Complement activation in AIHA is fully CP‐mediated. (a) Sera of AIHA patients and NHS as complement source (25%, v/v) were incubated with healthy donor RBCs in the presence or absence of CP inhibitor anti‐C1q. C4 and C3 deposition was determined (black line) showing that incubation with anti‐C1q (green line) completely inhibited complement activation to background levels (HI‐NHS solid grey). (b, c) Sera of three AIHA patients (with ●, ▲ and ■ depicting individual patients) and FB‐depleted serum (red line) or FD‐depleted serum (blue line) supplemented with or without FB and FD respectively (solid blue/red versus dotted line) as complement source (25%, v/v) were incubated with healthy donor RBCs in the presence or absence of CP inhibitor anti‐C1q (green line) and C4 (a, b) or C3 (a–c) deposition was determined. C4 and C3 deposition in the absence or presence of FB or FD was equal in all situations.
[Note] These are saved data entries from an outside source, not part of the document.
// Copyright 2025 eraflo
//
// Licensed under the Apache License, Version 2.0 (the "License");
// you may not use this file except in compliance with the License.
// You may obtain a copy of the License at
//
//     http://www.apache.org/licenses/LICENSE-2.0
//
// Unless required by applicable law or agreed to in writing, software
// distributed under the License is distributed on an "AS IS" BASIS,
// WITHOUT WARRANTIES OR CONDITIONS OF ANY KIND, either express or implied.
// See the License for the specific language governing permissions and
// limitations under the License.

#![allow(dead_code)]

use std::cell::RefCell;
use std::rc::Rc;

use goo_agents::{AgentContext, AgentParams, AgentRegistry};
use goo_core::agent::AgentId;
use goo_core::event::{
    ContactEvent, Event, EventBus, EventData, EventKind, EventListener, EventPtr, ListenerHandle,
};
use goo_core::math::Vec2;
use goo_core::physics::{BodyHandle, ContactId, ContactPhase, ShapeHandle};
use goo_infra::NativeWorld;
use goo_lanes::physics_lane::{PhysicsBridge, PhysicsConfig, PhysicsWorld};

/// Records every event of the kinds it is registered for.
#[derive(Default)]
pub struct Recorder {
    pub events: Vec<EventPtr>,
}

impl Recorder {
    pub fn count(&self, kind: EventKind) -> usize {
        self.events.iter().filter(|e| e.kind() == kind).count()
    }
}

impl EventListener<PhysicsWorld> for Recorder {
    fn handle_event(
        &mut self,
        event: &EventPtr,
        _bus: &mut EventBus<PhysicsWorld>,
        _ctx: &mut PhysicsWorld,
    ) -> bool {
        self.events.push(event.clone());
        false
    }
}

/// A registry wired to a bus and a zero-gravity native world.
pub struct Harness {
    pub bus: EventBus<PhysicsWorld>,
    pub bridge: PhysicsBridge,
    pub registry: Rc<RefCell<AgentRegistry>>,
    pub recorder: Rc<RefCell<Recorder>>,
}

impl Harness {
    pub fn new() -> Self {
        let config = PhysicsConfig {
            gravity: Vec2::ZERO,
            ..Default::default()
        };
        let mut bus = EventBus::new();
        let bridge = PhysicsBridge::new(Box::new(NativeWorld::default()), config);
        let registry = Rc::new(RefCell::new(AgentRegistry::new()));
        AgentRegistry::attach(&registry, &mut bus).unwrap();

        let recorder = Rc::new(RefCell::new(Recorder::default()));
        let handle: ListenerHandle<PhysicsWorld> = recorder.clone();
        for kind in [
            EventKind::GameOver,
            EventKind::BlobHealthChanged,
            EventKind::Collected,
            EventKind::BlobDeath,
        ] {
            bus.add_listener(&handle, kind).unwrap();
        }

        Self {
            bus,
            bridge,
            registry,
            recorder,
        }
    }

    pub fn create(&mut self, name: &str, params: AgentParams) -> AgentId {
        let mut ctx = AgentContext::new(self.bridge.world_mut(), &mut self.bus);
        self.registry
            .borrow_mut()
            .create_agent(name, params, &mut ctx)
            .unwrap()
    }

    /// Agent update followed by the deferred drain, without stepping physics.
    pub fn tick_agents(&mut self, dt: f32) {
        {
            let mut ctx = AgentContext::new(self.bridge.world_mut(), &mut self.bus);
            self.registry.borrow_mut().update_agents(dt, &mut ctx);
        }
        self.bus.update(dt, self.bridge.world_mut());
    }

    /// Full tick: physics, agents, deferred drain.
    pub fn tick(&mut self, dt: f32) {
        self.bridge.update(dt, &mut self.bus);
        self.tick_agents(dt);
    }

    pub fn queue(&mut self, data: EventData) {
        let event = self.bus.stamp(data);
        self.bus.queue_event(event).unwrap();
    }

    pub fn trigger(&mut self, data: EventData) -> bool {
        let event = Event::shared(self.bus.now(), data);
        self.bus.trigger_event(&event, self.bridge.world_mut())
    }

    pub fn world(&self) -> &PhysicsWorld {
        self.bridge.world()
    }
}

/// A contact between two bodies with the given phase and normal impulse.
pub fn contact(
    phase: ContactPhase,
    (body_a, owner_a): (BodyHandle, Option<AgentId>),
    (body_b, owner_b): (BodyHandle, Option<AgentId>),
    normal_impulse: f32,
) -> EventData {
    EventData::Collision(ContactEvent {
        phase,
        shape_a: ShapeHandle(body_a.0),
        shape_b: ShapeHandle(body_b.0),
        body_a,
        body_b,
        owner_a,
        owner_b,
        id: ContactId(0),
        position: Vec2::ZERO,
        normal: Vec2::Y,
        separation: -0.01,
        normal_impulse,
        tangent_impulse: 0.0,
    })
}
Anti‐C1q completely inhibited complement activation under all conditions. (d) Haemolysis of RBCs induced by AIHA patient antibodies, relative to 100% lysis by incubation with milliQ. (e) C3 deposition was measured on HAP1 CD46/CD55 KO cells, showing that in the absence of these complement regulators, the presence of FB or FD did not affect complement activation, while anti‐C1q could completely block complement activation. (a) Histograms for AIHA patient 1. (b–d) Mean with SD of three different AIHA patient sera. (e) Mean with SD of n = 3 independent experiments. Statistical significance was tested using the Friedman test with Dunn's multiple comparisons test for b, c, e and using repeated measures ANOVA with Dunnett's multiple comparisons test for d.